Encrypting/Decrypting a file using OpenSSL EVP

The missing README for OpenSSL encryption/decryption in C Language

12 min readOct 6, 2017

Background

OpenSSL provides a large full-featured cryptographic toolkit (general purpose library). It’s a popular talk that crypto modules are hard to write. Even the most talented crypto experts who know the math of the algorithm find it hard to implement them securely. Yes, you may know the XOR operations, the modulo arithmetic, the bit manipulations and the theory behind it, but it’s very easy to trip and write unsafe code since there’s no community of smart cryptographers looking at your implementation. This is where OpenSSL shines. Crypto module implementations have a well defined math for performing an operation and to achieve efficiency and optimization, a lot of implementations are in assembly. Here’s an example on Github. These instructions are carefully written to utilize the available optimized instruction set of the microprocessor and perform the large computations with efficiency. Learn more with an example: AES-NI in Laymen’s Terms (Trust me it’s a wonderful article).

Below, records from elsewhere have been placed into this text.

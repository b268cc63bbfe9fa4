#![no_main]
use libfuzzer_sys::fuzz_target;
use zenbmp::{Border, Channel, Core, Image};

fuzz_target!(|data: &[u8]| {
    // Small image and kernel carved out of the input; convolution must never panic
    if data.len() < 4 {
        return;
    }
    let w = u32::from(data[0] % 16) + 1;
    let h = u32::from(data[1] % 16) + 1;
    let size = usize::from(data[2] % 3) * 2 + 1;
    let border = if data[3] & 1 == 0 { Border::Empty } else { Border::Replicate };
    let rest = &data[4..];

    let mut pixels = vec![0u8; (w * h * 4) as usize];
    for (p, b) in pixels.iter_mut().zip(rest) {
        *p = *b;
    }
    let Ok(image) = Image::from_rgba(w, h, pixels) else {
        return;
    };
    let weights: Vec<f64> = (0..size * size)
        .map(|i| f64::from(rest.get(i).copied().unwrap_or(1) as i8))
        .collect();
    let Ok(core) = Core::from_weights(size, weights) else {
        return;
    };
    let core = core.normalized();

    let full = zenbmp::convolve(&image, &core, Channel::All, border).expect("full convolve");
    assert_eq!((full.width(), full.height()), (w, h));

    let padded = zenbmp::make_border(&image, core.radius() as u32, border).expect("make_border");
    let raw = zenbmp::convolve_raw(&padded, &core, Channel::All).expect("raw convolve");
    assert_eq!(full, raw, "padded raw convolution must match full convolution");
});
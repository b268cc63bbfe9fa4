use crate::BitmapError;

/// Caps on what a decode may allocate, checked once the headers are parsed
/// and before the RGBA buffer exists.
///
/// `None` means unbounded; the default bounds nothing.
#[derive(Clone, Debug, Default)]
pub struct Limits {
    pub max_width: Option<u64>,
    pub max_height: Option<u64>,
    /// Cap on `width * height`.
    pub max_pixels: Option<u64>,
    /// Cap on the decoded buffer, which is always four bytes per pixel.
    pub max_memory_bytes: Option<u64>,
}

fn enforce(what: &str, value: u64, cap: Option<u64>) -> Result<(), BitmapError> {
    match cap {
        Some(cap) if value > cap => Err(BitmapError::LimitExceeded(alloc::format!(
            "{what} {value} is over the limit of {cap}"
        ))),
        _ => Ok(()),
    }
}

impl Limits {
    /// Validate a `width` x `height` RGBA image against every cap.
    pub(crate) fn check_image(&self, width: u32, height: u32) -> Result<(), BitmapError> {
        let pixels = u64::from(width) * u64::from(height);
        enforce("width", width.into(), self.max_width)?;
        enforce("height", height.into(), self.max_height)?;
        enforce("pixel count", pixels, self.max_pixels)?;
        enforce("RGBA buffer size", pixels.saturating_mul(4), self.max_memory_bytes)
    }
}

So, the whole point of this argument is to utilize the optimized safe code provided by OpenSSL EVP functions. Let’s first push the acronyms away.

What does EVP stand for?
Well, it looks like whoever coined it hasn’t made it search engine friendly. So, the most probable meaning is “envelope encryption”. Let me know in comments if you know anyone from OpenSSL community who has publicly written about it.

Okay, so what about EVP?
EVP interface supports the ability to perform authenticated encryption and decryption, as well as the option to attach unencrypted, associated data to the message. It provides a set of user-level functions that can be used to perform various cryptographic operations. Here are the signatures on Github.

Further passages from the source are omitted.